Hairless dogs are hypoallergenic, but there are also some less obvious breeds which are good for allergy sufferers too.
The amazing looking Xoloitzcuintle, aka the Mexican Hairless
Some people think hairless dogs are beautiful, and lots of others disagree! They are certainly an acquired taste, their oddity exaggerated by the fact that you just don’t tend to see many hairless dogs around.
They have little or no dander, so tend to be good for people with allergies. They also need no brushing, although their vulnerable skin will need protecting in sunny weather. They require regular bathing to keep their skin healthy.
Miniature Schnauzer - fun-sized, full of character, and hypoallergenic
Dogs With Hypoallergenic Hair
There are plenty of dog breeds with hypoallergenic coats. It is nothing to do with the length of hair – a Boxer, for example, can cause violent symptoms in someone with a dog allergy. The culprit behind all the sneezing, wheezing and itching is dog dander (dandruff, i.e. dead skin) rather than the hair itself. More specifically, it is the type of protein in the dander.
The protein is also found in the dog’s saliva and urine, which is why a lick from a dog can cause an allergic reaction in people sensitive to it.
Hypoallergenic dogs shed very little hair, and their dander does not contain the offending protein. Wiry- and curly-haired breeds tend to be best, as their dense coats don’t allow flurries of hair and dander every time they’re caught in a draught from an open door.
the Basenji combines allergy-friendly smooth fur with great ball skills...
There are many different dogs with hypoallergenic coats, including some surprising ones such as the distinctly long-haired Afghan Hound, and the Golden retriever. The Poodle is a good choice, too, along with the various crossbreeds that include Poodle. A Labradoodle, for example, is a very safe bet.

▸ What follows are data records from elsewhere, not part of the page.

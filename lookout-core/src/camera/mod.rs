//! Camera backends.
//!
//! - `stub://...` synthetic test pattern (always available)
//! - `/dev/videoN` devices through libv4l (feature: camera-v4l2)
//! - [`MockCamera`] with an observable probe, for lifecycle tests
//!
//! A backend is constructed once at startup and then opened and closed as
//! viewers come and go. Opening may fail; callers treat that as a degraded
//! state, not a fatal one.

mod mock;
mod synthetic;
#[cfg(feature = "camera-v4l2")]
mod v4l2;

use image::RgbImage;

use crate::config::CameraConfig;
use crate::error::CameraError;

pub use mock::{MockCamera, MockCameraProbe};
pub use synthetic::SyntheticCamera;
#[cfg(feature = "camera-v4l2")]
pub use v4l2::V4l2Camera;

/// A capture device that yields RGB frames.
pub trait Camera: Send {
    /// Backend identifier.
    fn name(&self) -> &'static str;

    /// Open the device at the requested resolution and rate.
    ///
    /// Backends may negotiate a different resolution; frames report their
    /// actual size.
    fn open(&mut self, config: &CameraConfig) -> Result<(), CameraError>;

    /// Read the next frame. Fails with [`CameraError::NotOpen`] when closed.
    fn read(&mut self) -> Result<RgbImage, CameraError>;

    /// Release the device. Safe to call when already closed.
    fn close(&mut self);

    fn is_open(&self) -> bool;
}

/// Construct the backend for a device path without opening it.
pub fn for_device(device: &str) -> Result<Box<dyn Camera>, CameraError> {
    if device.starts_with("stub://") {
        return Ok(Box::new(SyntheticCamera::new()));
    }

    #[cfg(feature = "camera-v4l2")]
    return Ok(Box::new(V4l2Camera::new(device)));

    #[cfg(not(feature = "camera-v4l2"))]
    return Err(CameraError::Unsupported(device.to_string()));
}

#[cfg(test)]
mod tests {
    use super::*;

    #[test]
    fn stub_device_selects_synthetic_backend() {
        let camera = for_device("stub://test").unwrap();
        assert_eq!(camera.name(), "synthetic");
        assert!(!camera.is_open());
    }

    #[cfg(not(feature = "camera-v4l2"))]
    #[test]
    fn device_path_without_v4l2_is_unsupported() {
        assert!(matches!(
            for_device("/dev/video0"),
            Err(CameraError::Unsupported(_))
        ));
    }
}
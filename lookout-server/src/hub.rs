//! Session hub: viewer membership and the shared frame source.
//!
//! Membership lives behind the registry lock and never waits on the frame
//! source. `FrameSource` blocks on device reads and inference, so it sits
//! behind a std mutex that is only locked from the blocking pool, and every
//! wait on it is bounded by the source budget.
//!
//! Connect and disconnect record whether the camera is wanted (anyone
//! registered) under the registry lock, then on the first and last viewer
//! transitions spawn a reconcile that opens or closes the device to match.
//! Reconciles read the wanted flag once they hold the source, so however
//! they interleave the last one to run leaves the camera open exactly while
//! viewers are registered.

use std::path::{Path, PathBuf};
use std::sync::atomic::{AtomicBool, Ordering};
use std::sync::{Arc, Mutex as StdMutex, PoisonError};
use std::time::Duration;

use chrono::Local;
use lookout_core::{
    ClientInfo, ClientRegistry, CodecError, FrameSource, encode_data_uri, recording_filename,
};
use tokio::sync::Mutex;
use tokio::task::JoinHandle;
use tokio::time::timeout;
use tracing::{debug, info, instrument, warn};

use crate::error::ServerError;
use crate::outbox::{self, Outbox};
use crate::ws::{RecordingState, ServerMessage};

/// Longest a hub operation waits on the frame source.
pub const DEFAULT_SOURCE_BUDGET: Duration = Duration::from_millis(500);

/// A captured frame, already encoded for the wire.
#[derive(Debug, Clone)]
pub struct EncodedFrame {
    pub data_uri: String,
    pub detections: usize,
}

pub struct SessionHub {
    clients: Mutex<ClientRegistry<Outbox>>,
    source: Arc<StdMutex<FrameSource>>,
    /// Shared with the source; flipped without taking its lock.
    detection: Arc<AtomicBool>,
    camera_wanted: Arc<AtomicBool>,
    camera_open: Arc<AtomicBool>,
    max_clients: usize,
    recordings_dir: PathBuf,
    source_budget: Duration,
}

impl SessionHub {
    pub fn new(source: FrameSource, max_clients: usize, recordings_dir: impl Into<PathBuf>) -> Self {
        let detection = source.detection_switch();
        let camera_open = Arc::new(AtomicBool::new(source.is_running()));
        Self {
            clients: Mutex::new(ClientRegistry::new()),
            source: Arc::new(StdMutex::new(source)),
            detection,
            camera_wanted: Arc::new(AtomicBool::new(false)),
            camera_open,
            max_clients,
            recordings_dir: recordings_dir.into(),
            source_budget: DEFAULT_SOURCE_BUDGET,
        }
    }

    /// Bound every wait on the frame source to `budget`.
    pub fn with_source_budget(mut self, budget: Duration) -> Self {
        self.source_budget = budget;
        self
    }

    pub fn max_clients(&self) -> usize {
        self.max_clients
    }

    pub fn recordings_dir(&self) -> &Path {
        &self.recordings_dir
    }

    /// Run `f` against the frame source on the blocking pool, waiting at
    /// most the source budget. On timeout `f` still runs once the source
    /// frees up.
    async fn with_source<T, F>(&self, f: F) -> Result<T, ServerError>
    where
        T: Send + 'static,
        F: FnOnce(&mut FrameSource) -> T + Send + 'static,
    {
        let source = Arc::clone(&self.source);
        let task = tokio::task::spawn_blocking(move || {
            let mut guard = source.lock().unwrap_or_else(PoisonError::into_inner);
            f(&mut guard)
        });
        match timeout(self.source_budget, task).await {
            Ok(joined) => joined
                .map_err(|e| ServerError::Internal(format!("frame source task failed: {}", e))),
            Err(_) => Err(ServerError::SourceBusy(self.source_budget)),
        }
    }

    /// Open or close the camera to match the wanted flag as it stands when
    /// the source lock is acquired.
    fn spawn_reconcile(&self) -> JoinHandle<()> {
        let source = Arc::clone(&self.source);
        let wanted = Arc::clone(&self.camera_wanted);
        let open = Arc::clone(&self.camera_open);
        tokio::task::spawn_blocking(move || {
            let mut source = source.lock().unwrap_or_else(PoisonError::into_inner);
            if wanted.load(Ordering::SeqCst) {
                if let Err(e) = source.start() {
                    warn!("Camera unavailable, continuing without frames: {}", e);
                }
            } else {
                source.stop();
            }
            open.store(source.is_running(), Ordering::SeqCst);
        })
    }

    async fn await_transition(&self, transition: JoinHandle<()>) {
        match timeout(self.source_budget, transition).await {
            Ok(Ok(())) => {}
            Ok(Err(e)) => warn!("Camera transition failed: {}", e),
            Err(_) => warn!(
                "Camera transition still pending after {:?}, continuing",
                self.source_budget
            ),
        }
    }

    /// Register a viewer.
    ///
    /// The first viewer opens the camera; failure to open is logged and the
    /// session continues without frames. Everyone receives the new viewer
    /// list and the newcomer receives the current detection state.
    #[instrument(name = "hub::connect", skip(self, outbox))]
    pub async fn connect(&self, id: &str, outbox: Outbox) -> Result<(), ServerError> {
        let transition = {
            let mut clients = self.clients.lock().await;
            if clients.len() >= self.max_clients {
                return Err(ServerError::CapacityExceeded {
                    max: self.max_clients,
                });
            }
            if !clients.add(id, outbox.clone()) {
                return Err(ServerError::Internal(format!("duplicate session id {}", id)));
            }

            let transition = (clients.len() == 1).then(|| {
                self.camera_wanted.store(true, Ordering::SeqCst);
                self.spawn_reconcile()
            });

            info!(clients = clients.len(), "Viewer connected");
            let update = ServerMessage::client_update(clients.snapshot());
            outbox::fan_out(&clients.handles(), &update);
            let enabled = self.detection.load(Ordering::SeqCst);
            if let Ok(payload) = outbox::encode(&ServerMessage::ProcessingStatus { enabled }) {
                outbox.send(payload);
            }
            transition
        };

        if let Some(transition) = transition {
            self.await_transition(transition).await;
        }
        Ok(())
    }

    /// Deregister a viewer. The last one out closes the camera.
    #[instrument(name = "hub::disconnect", skip(self))]
    pub async fn disconnect(&self, id: &str) {
        let transition = {
            let mut clients = self.clients.lock().await;
            let Some(info) = clients.remove(id) else {
                debug!("Disconnect for unknown session");
                return;
            };

            let transition = clients.is_empty().then(|| {
                self.camera_wanted.store(false, Ordering::SeqCst);
                self.spawn_reconcile()
            });

            info!(username = %info.username, clients = clients.len(), "Viewer disconnected");
            let update = ServerMessage::client_update(clients.snapshot());
            outbox::fan_out(&clients.handles(), &update);
            transition
        };

        if let Some(transition) = transition {
            self.await_transition(transition).await;
        }
    }

    /// Set a viewer's display name and announce the new list.
    pub async fn identify(&self, id: &str, username: Option<&str>) {
        let mut clients = self.clients.lock().await;
        if !clients.set_name(id, username.unwrap_or_default()) {
            return;
        }
        debug!(client = %id, username = clients.name(id).unwrap_or_default(), "Viewer identified");
        let update = ServerMessage::client_update(clients.snapshot());
        outbox::fan_out(&clients.handles(), &update);
    }

    pub async fn chat(&self, username: String, message: String) {
        self.broadcast(&ServerMessage::ChatMessage { username, message })
            .await;
    }

    /// Switch detection for everyone and announce the new state.
    ///
    /// The flag changes under the registry lock, the same lock
    /// [`publish_frame`](Self::publish_frame) holds, so no frame queued after
    /// the announcement carries a count from before it.
    pub async fn set_detection_enabled(&self, enabled: bool) {
        let clients = self.clients.lock().await;
        self.detection.store(enabled, Ordering::SeqCst);
        info!("Detection toggled: {}", enabled);
        outbox::fan_out(&clients.handles(), &ServerMessage::ProcessingStatus { enabled });
    }

    /// Start recording to a timestamped file in the recordings directory.
    ///
    /// Returns the status to send back to the requester, or `None` if a
    /// recording was already running or could not be created.
    #[instrument(name = "hub::start_recording", skip(self))]
    pub async fn start_recording(&self) -> Option<ServerMessage> {
        let filename = recording_filename(Local::now());
        let path = self.recordings_dir.join(&filename);
        match self
            .with_source(move |source| source.start_recording(&path))
            .await
        {
            Ok(Ok(true)) => Some(ServerMessage::RecordingStatus {
                status: RecordingState::Started,
                filename: Some(filename),
            }),
            Ok(Ok(false)) => None,
            Ok(Err(e)) => {
                warn!("Failed to start recording: {}", e);
                None
            }
            Err(e) => {
                warn!("{}", e);
                None
            }
        }
    }

    /// Finalize the running recording, if any.
    #[instrument(name = "hub::stop_recording", skip(self))]
    pub async fn stop_recording(&self) -> Option<ServerMessage> {
        match self.with_source(|source| source.stop_recording()).await {
            Ok(Ok(Some(_))) => Some(ServerMessage::RecordingStatus {
                status: RecordingState::Stopped,
                filename: None,
            }),
            Ok(Ok(None)) => None,
            Ok(Err(e)) => {
                warn!("Failed to finalize recording: {}", e);
                None
            }
            Err(e) => {
                warn!("{}", e);
                None
            }
        }
    }

    /// Queue a message on every registered viewer.
    pub async fn broadcast(&self, msg: &ServerMessage) -> usize {
        let clients = self.clients.lock().await;
        outbox::fan_out(&clients.handles(), msg)
    }

    /// Queue a captured frame on every viewer, returning how many took it.
    ///
    /// The count is zeroed if detection was switched off while the frame
    /// was being captured.
    pub async fn publish_frame(&self, frame: EncodedFrame) -> Result<usize, ServerError> {
        let clients = self.clients.lock().await;
        let targets = clients.handles();
        if targets.is_empty() {
            return Ok(0);
        }

        let num_faces = if self.detection.load(Ordering::SeqCst) {
            frame.detections
        } else {
            0
        };
        let payload = outbox::encode(&ServerMessage::ProcessedFrame {
            frame: frame.data_uri,
            num_faces,
            client_count: targets.len(),
        })?;
        Ok(targets
            .iter()
            .filter(|target| target.send_frame(Arc::clone(&payload)))
            .count())
    }

    pub async fn client_count(&self) -> usize {
        self.clients.lock().await.len()
    }

    pub async fn clients(&self) -> Vec<ClientInfo> {
        self.clients.lock().await.snapshot()
    }

    pub async fn is_full(&self) -> bool {
        self.clients.lock().await.len() >= self.max_clients
    }

    /// Camera state as of the last completed open or close.
    pub fn camera_open(&self) -> bool {
        self.camera_open.load(Ordering::SeqCst)
    }

    /// Capture and encode one frame on the blocking pool.
    ///
    /// The handle is returned unawaited so the caller can bound the wait
    /// without abandoning a capture that is still holding the device.
    pub fn spawn_capture(&self, quality: u8) -> JoinHandle<Result<Option<EncodedFrame>, CodecError>> {
        let source = Arc::clone(&self.source);
        tokio::task::spawn_blocking(move || {
            let frame = {
                let mut source = source.lock().unwrap_or_else(PoisonError::into_inner);
                source.capture_annotated()
            };
            let Some(frame) = frame else {
                return Ok(None);
            };
            let data_uri = encode_data_uri(&frame.image, quality)?;
            Ok(Some(EncodedFrame {
                data_uri,
                detections: frame.detections,
            }))
        })
    }

    /// Close the camera regardless of who is still connected.
    pub async fn shutdown(&self) {
        let transition = {
            let _clients = self.clients.lock().await;
            self.camera_wanted.store(false, Ordering::SeqCst);
            self.spawn_reconcile()
        };
        self.await_transition(transition).await;
    }
}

Other hypoallergenic breeds include Basenji, Barbet, Brussels Griffon, Irish Terrier, Miniature Schnauzer, Shih Tzu, and various Terriers including the Wire-haired. Finding out whether a particular breed is going to be okay in a household with an allergy sufferer can only be done by spending time with the dog, or a different dog of the same breed. For example, some people have no problem with Yorkshire terriers, whereas others come out in hives and sneezes.